These are custom features specific to this extension
running-head
(string) - Short title text displayed in page headers
running-head: "Short Title"
authornote
(string) - Text appearing after corresponding author information
authornote: "Author affiliations and contact"
wordcount
(boolean) - Display word count below abstract
wordcount: true
theme-jou
(boolean) - Apply journal theme with 2-column layout and compact spacing
theme-jou: true
functions
(array) - Enable Typst functions in divs [typst-function]
functions: ["place", "appendix"]
When starting a new project that uses the quarto-preprint template (quarto use template mvuorre/quarto-preprint
), the template Quarto file already includes some useful variables and their values. See Quarto’s Typst documentation for standard options and Typst documentation for styling details.
Below, we highlight some useful Quarto content features to show how they work with the preprint-typst output format.
Listing 1 shows an example R (R Core Team, 2025) code snippet for creating tables (Table 1) with the tinytable R package (Arel-Bundock, 2025).
library(tinytable)
tt(mtcars[1:3, 1:5])
mpg | cyl | disp | hp | drat |
---|---|---|---|---|
21.0 | 6 | 160 | 110 | 3.90 |
21.0 | 6 | 160 | 110 | 3.90 |
22.8 | 4 | 108 | 93 | 3.85 |
Figures are centered by default.
Figure 1 is a figure.
You can also include page-wide figures (or any other content) in documents that have more than one column.
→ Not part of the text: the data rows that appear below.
//! Per-run shared data, computed on first use.

use anyhow::Result;
use bot_logging::{bot_debug, bot_info};
use chrono::{DateTime, NaiveDate, Utc};
use chrono_tz::Tz;
use riconferme_core::procedure::matches_procedure_title;
use riconferme_core::{AdminList, Config};
use riconferme_engine::{params, Wiki};
use serde_json::Value;

use crate::keys::{LIST_TITLE, MAIN_PAGE_TITLE};
use crate::page::ProcedurePage;

#[derive(Debug, Default)]
pub struct TaskDataProvider {
    admin_list: Option<AdminList>,
    users_to_process: Option<Vec<String>>,
    open_pages: Option<Vec<ProcedurePage>>,
    pages_to_close: Option<Vec<ProcedurePage>>,
    created_pages: Vec<ProcedurePage>,
}

impl TaskDataProvider {
    pub fn new() -> Self {
        Self::default()
    }

    pub async fn admin_list(&mut self, wiki: &mut Wiki, config: &Config) -> Result<&AdminList> {
        let list = match self.admin_list.take() {
            Some(list) => list,
            None => {
                let title = config.get_str(LIST_TITLE)?;
                let text = wiki.get_page_content(title).await?;
                let list = AdminList::from_json(&text)?;
                bot_debug!("Loaded admin list with {} entries", list.len());
                list
            }
        };
        Ok(self.admin_list.insert(list))
    }

    /// Replaces the cached list after it has been written back.
    pub fn set_admin_list(&mut self, list: AdminList) {
        self.admin_list = Some(list);
    }

    pub async fn users_to_process(
        &mut self,
        wiki: &mut Wiki,
        config: &Config,
        today: NaiveDate,
    ) -> Result<&[String]> {
        let users = match self.users_to_process.take() {
            Some(users) => users,
            None => {
                let users = self.admin_list(wiki, config).await?.users_due(today);
                bot_info!("{} users due on {}", users.len(), today);
                users
            }
        };
        Ok(self.users_to_process.insert(users))
    }

    pub fn remove_user(&mut self, name: &str) {
        if let Some(users) = &mut self.users_to_process {
            users.retain(|user| user != name);
        }
    }

    /// Procedures transcluded in the main page.
    pub async fn open_pages(
        &mut self,
        wiki: &mut Wiki,
        config: &Config,
    ) -> Result<&mut [ProcedurePage]> {
        let pages = match self.open_pages.take() {
            Some(pages) => pages,
            None => load_open_pages(wiki, config).await?,
        };
        Ok(self.open_pages.insert(pages))
    }

    /// Open procedures whose end is before `now`.
    pub async fn pages_to_close(
        &mut self,
        wiki: &mut Wiki,
        config: &Config,
        tz: Tz,
        now: DateTime<Utc>,
    ) -> Result<&mut [ProcedurePage]> {
        let pages = match self.pages_to_close.take() {
            Some(pages) => pages,
            None => {
                let mut to_close = Vec::new();
                for page in self.open_pages(wiki, config).await?.iter_mut() {
                    if page.is_to_close(wiki, tz, now).await? {
                        to_close.push(page.clone());
                    }
                }
                bot_info!("{} procedures to close", to_close.len());
                to_close
            }
        };
        Ok(self.pages_to_close.insert(pages))
    }

    /// Stores pages taken from `pages_to_close`, with whatever they have
    /// read since, so later units do not read them again.
    pub fn set_pages_to_close(&mut self, pages: Vec<ProcedurePage>) {
        self.pages_to_close = Some(pages);
    }

    pub fn created_pages(&self) -> &[ProcedurePage] {
        &self.created_pages
    }

    pub fn add_created_page(&mut self, page: ProcedurePage) {
        self.created_pages.push(page);
    }
}

async fn load_open_pages(wiki: &mut Wiki, config: &Config) -> Result<Vec<ProcedurePage>> {
    let main_title = config.get_str(MAIN_PAGE_TITLE)?;
    let results = wiki
        .query_all(params([
            ("action", "query"),
            ("prop", "templates"),
            ("titles", main_title),
            ("tlnamespace", "4"),
            ("tllimit", "max"),
        ]))
        .await?;

    let mut pages: Vec<ProcedurePage> = Vec::new();
    let titles = results
        .iter()
        .filter_map(|page| page.get("templates").and_then(Value::as_array))
        .flatten()
        .filter_map(|template| template.get("title").and_then(Value::as_str))
        .filter(|title| matches_procedure_title(main_title, title));
    for title in titles {
        if pages.iter().any(|page| page.title() == title) {
            continue;
        }
        pages.push(ProcedurePage::parse(title)?);
    }
    bot_info!("{} open procedures", pages.len());
    Ok(pages)
}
See Figure 2 for an example. First, include
functions: place
in the document’s YAML. Then, wrap your figure in a Quarto div like this:
::: {.place arguments='auto, scope: "parent", float: true'}
Everything here will span the whole page.
:::
The above uses the Typst’s place()
function through the typst-function Quarto extension to place the div’s content in "parent"
scope (the document page is the column’s parent) and must specify that Typst should treat the content as a float. auto
indicates where the figure should be on the page, and can be either auto
, bottom
, or top
. (Note auto
and bottom
can make the figure appear below footnotes.)
LaTeX math notation is automatically converted to Typst and as such works just fine either inline (\(y_i = \alpha + \beta x_i + \epsilon_i\)) or in display mode (Equation 1).
\[ f(x \mid \mu, \sigma^2) = \frac{1}{\sqrt{2\pi \sigma^2}} \exp\left(-\frac{(x-\mu)^2}{2\sigma^2}\right) \tag{1}\]
Send your comments, bug reports, and pull requests to https://github.com/mvuorre/quarto-preprint. If you’re reporting a bug, please include a reproducible example / full details of what you’re trying to do, how, and what goes wrong.
To include and appendix (Tip 2), place it at the end of the document and wrap all its content in an .appendix
Quarto div:
::: {.appendix}# Appendix: Computational details
Here we describe the computational details of our approach... :::
Appendices are an experimental feature. They are provided through a custom Typst function using the typst-function
Quarto extension, and their implementation and functionality may change as Quarto’s Typst integration matures.
Quarto documents require citations in a separate .bib file. The vscode-zotero VS Code plugin helps with inserting in-text citations and managing the .bib file. The plugin works in all VS Code based editors, including Positron.
Run quarto typst fonts
in your terminal (not R console) to list all available fonts.
Appendices have appropriate float references like Figure 3, Table 2, Listing 2.
sqrt(1 + 1)
## [1] 1.414214
Equations (Equation 2) work too but their numbering continues from main document.
\[ f(x \mid \mu, \sigma^2) = \frac{1}{\sqrt{2\pi \sigma^2}} \exp\left(-\frac{(x-\mu)^2}{2\sigma^2}\right) \tag{2}\]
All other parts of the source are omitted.